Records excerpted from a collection
________
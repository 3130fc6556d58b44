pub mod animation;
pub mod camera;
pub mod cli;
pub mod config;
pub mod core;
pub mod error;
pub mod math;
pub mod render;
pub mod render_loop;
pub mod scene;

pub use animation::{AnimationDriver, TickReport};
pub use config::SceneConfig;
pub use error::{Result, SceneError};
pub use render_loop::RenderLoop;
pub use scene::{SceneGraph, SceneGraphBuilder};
________
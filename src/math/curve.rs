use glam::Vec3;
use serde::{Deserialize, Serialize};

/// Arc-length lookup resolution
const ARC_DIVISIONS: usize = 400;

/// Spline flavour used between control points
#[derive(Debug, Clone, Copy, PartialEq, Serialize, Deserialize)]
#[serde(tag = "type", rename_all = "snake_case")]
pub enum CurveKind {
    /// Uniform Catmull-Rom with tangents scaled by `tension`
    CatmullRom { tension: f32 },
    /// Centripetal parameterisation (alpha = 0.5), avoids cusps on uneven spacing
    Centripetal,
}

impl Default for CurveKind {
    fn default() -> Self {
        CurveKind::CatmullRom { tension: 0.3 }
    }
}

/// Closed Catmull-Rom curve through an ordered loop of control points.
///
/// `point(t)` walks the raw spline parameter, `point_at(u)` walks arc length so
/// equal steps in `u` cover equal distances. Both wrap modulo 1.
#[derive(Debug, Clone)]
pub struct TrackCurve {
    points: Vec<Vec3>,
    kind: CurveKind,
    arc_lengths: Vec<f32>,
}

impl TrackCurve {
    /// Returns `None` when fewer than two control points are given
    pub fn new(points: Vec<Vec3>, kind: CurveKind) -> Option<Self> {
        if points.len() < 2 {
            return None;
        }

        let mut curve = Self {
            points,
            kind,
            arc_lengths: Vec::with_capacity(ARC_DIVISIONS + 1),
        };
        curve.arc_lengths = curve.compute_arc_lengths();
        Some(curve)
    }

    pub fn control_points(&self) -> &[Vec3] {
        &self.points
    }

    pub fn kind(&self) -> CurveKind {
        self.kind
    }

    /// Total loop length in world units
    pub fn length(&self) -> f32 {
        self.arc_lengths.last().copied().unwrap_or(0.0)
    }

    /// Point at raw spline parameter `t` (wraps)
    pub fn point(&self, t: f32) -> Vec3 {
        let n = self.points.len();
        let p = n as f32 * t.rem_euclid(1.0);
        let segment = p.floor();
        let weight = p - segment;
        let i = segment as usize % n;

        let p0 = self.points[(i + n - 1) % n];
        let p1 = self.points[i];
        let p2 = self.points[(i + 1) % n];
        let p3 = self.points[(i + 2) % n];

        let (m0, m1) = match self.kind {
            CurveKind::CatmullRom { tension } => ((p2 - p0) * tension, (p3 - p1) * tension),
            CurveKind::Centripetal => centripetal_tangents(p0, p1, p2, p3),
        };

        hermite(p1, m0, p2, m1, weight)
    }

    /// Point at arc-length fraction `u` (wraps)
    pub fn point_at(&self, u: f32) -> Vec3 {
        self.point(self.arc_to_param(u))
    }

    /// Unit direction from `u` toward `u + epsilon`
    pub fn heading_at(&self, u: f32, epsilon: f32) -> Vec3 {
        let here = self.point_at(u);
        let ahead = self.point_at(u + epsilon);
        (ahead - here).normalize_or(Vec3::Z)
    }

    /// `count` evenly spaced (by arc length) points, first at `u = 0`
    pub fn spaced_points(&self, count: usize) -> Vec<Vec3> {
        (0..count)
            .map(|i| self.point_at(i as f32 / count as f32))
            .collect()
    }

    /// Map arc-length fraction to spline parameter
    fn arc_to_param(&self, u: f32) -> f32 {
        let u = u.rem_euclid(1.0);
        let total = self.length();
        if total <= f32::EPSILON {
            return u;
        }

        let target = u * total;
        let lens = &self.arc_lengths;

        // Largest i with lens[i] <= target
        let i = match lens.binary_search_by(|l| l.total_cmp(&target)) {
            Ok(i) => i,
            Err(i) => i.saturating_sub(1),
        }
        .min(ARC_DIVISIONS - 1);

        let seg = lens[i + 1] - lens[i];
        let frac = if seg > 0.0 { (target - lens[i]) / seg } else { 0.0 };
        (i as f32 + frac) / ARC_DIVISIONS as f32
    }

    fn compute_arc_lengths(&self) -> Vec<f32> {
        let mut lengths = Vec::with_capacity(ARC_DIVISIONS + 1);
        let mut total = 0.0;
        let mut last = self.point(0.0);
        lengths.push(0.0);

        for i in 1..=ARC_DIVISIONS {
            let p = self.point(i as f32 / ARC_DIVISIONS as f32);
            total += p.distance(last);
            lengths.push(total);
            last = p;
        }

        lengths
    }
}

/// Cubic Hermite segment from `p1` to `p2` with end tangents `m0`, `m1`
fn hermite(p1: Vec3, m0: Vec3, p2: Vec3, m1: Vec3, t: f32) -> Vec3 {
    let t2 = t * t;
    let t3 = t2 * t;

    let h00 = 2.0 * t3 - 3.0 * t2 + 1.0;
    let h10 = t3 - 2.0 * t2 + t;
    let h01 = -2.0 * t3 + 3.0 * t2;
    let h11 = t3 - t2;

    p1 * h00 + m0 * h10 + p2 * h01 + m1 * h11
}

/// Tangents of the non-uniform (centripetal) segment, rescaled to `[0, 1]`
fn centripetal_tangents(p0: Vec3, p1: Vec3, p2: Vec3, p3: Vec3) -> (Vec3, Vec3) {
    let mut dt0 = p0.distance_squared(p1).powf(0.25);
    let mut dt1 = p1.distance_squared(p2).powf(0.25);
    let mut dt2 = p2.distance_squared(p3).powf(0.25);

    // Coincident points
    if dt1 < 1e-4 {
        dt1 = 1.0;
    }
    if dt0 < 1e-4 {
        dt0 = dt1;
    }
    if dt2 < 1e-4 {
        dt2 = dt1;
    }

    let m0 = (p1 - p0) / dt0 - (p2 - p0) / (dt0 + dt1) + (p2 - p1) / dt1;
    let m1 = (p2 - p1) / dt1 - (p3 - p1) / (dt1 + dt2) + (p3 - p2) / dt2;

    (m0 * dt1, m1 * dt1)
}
________
Description of the task – Where a line in the records above contains the word "target", copy that line.

Written reply –
        let target = u * total;
        // Largest i with lens[i] <= target
        let i = match lens.binary_search_by(|l| l.total_cmp(&target)) {
        let frac = if seg > 0.0 { (target - lens[i]) / seg } else { 0.0 };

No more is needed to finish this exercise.